The dangers of tongue and lip piercings to dental health

A Consultation with Dr. Steven Gold

Dear Doctor,
My daughter has a tongue piercing and wears a metal ball in the middle of her tongue. She has already chipped her lower front tooth. Can this piercing result in other dental problems?

Body piercing

Dear Katie,
Tongue and other piercings can cause many clinical problems. Tongue bolts, as they are known, have resulted in a variety of problems including chipping, sensitivity and pain to teeth. More frequently, periodontal (gum) problems may result. These may appear as recession, inflammation, infection and bone loss. Rarely, nerve damage can occur when placing a tongue bolt. If she continues to wear the tongue bolt she should consult with her dentist about the frequency of her dental checkups.

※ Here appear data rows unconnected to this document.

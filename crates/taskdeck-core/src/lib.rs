//! Core taskdeck library (API adapter, session and task stores, config).

pub mod api;
pub mod config;
pub mod context;
pub mod guard;
pub mod models;
pub mod notice;
pub mod session;
pub mod tasks;
pub mod validation;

Even though wearing oral ornaments may be in vogue presently, it is a trend that can have significant long-term effects. The Journal of the American Dental Association has noted that the most common sites for intraoral piercings are the tongue and the lip. The American Medical Association recently reported a case of severe facial pain following a tongue piercing in a teenager, a student in Rome, Italy. Afterwards she started to get electrical shocks 20-30 times a day in many areas of her face. A neurologist explained that the tongue bolt irritated the nerve to the tongue and was the cause of these neurological symptoms, a condition known as trigeminal neuralgia. The bolt was removed and two days later the pain was gone.

Tongue bolts can be painful to have placed, the tongue is rich in blood vessels and nerves and much bleeding can occur. Think about how painful it is when you just bite your tongue or lip accidentally. Many question why people have oral or other piercings or markings like tattoos; fashion and peer pressure are usually cited. Make sure they don't become “permanent reminders of temporary emotions,” in other words try not to make changes to your body that may be irreversible. Whatever you do, get advice first and learn as much as you can about all the ramifications before you make the decision to go ahead. The topic is worthy of discussion with your dentist first.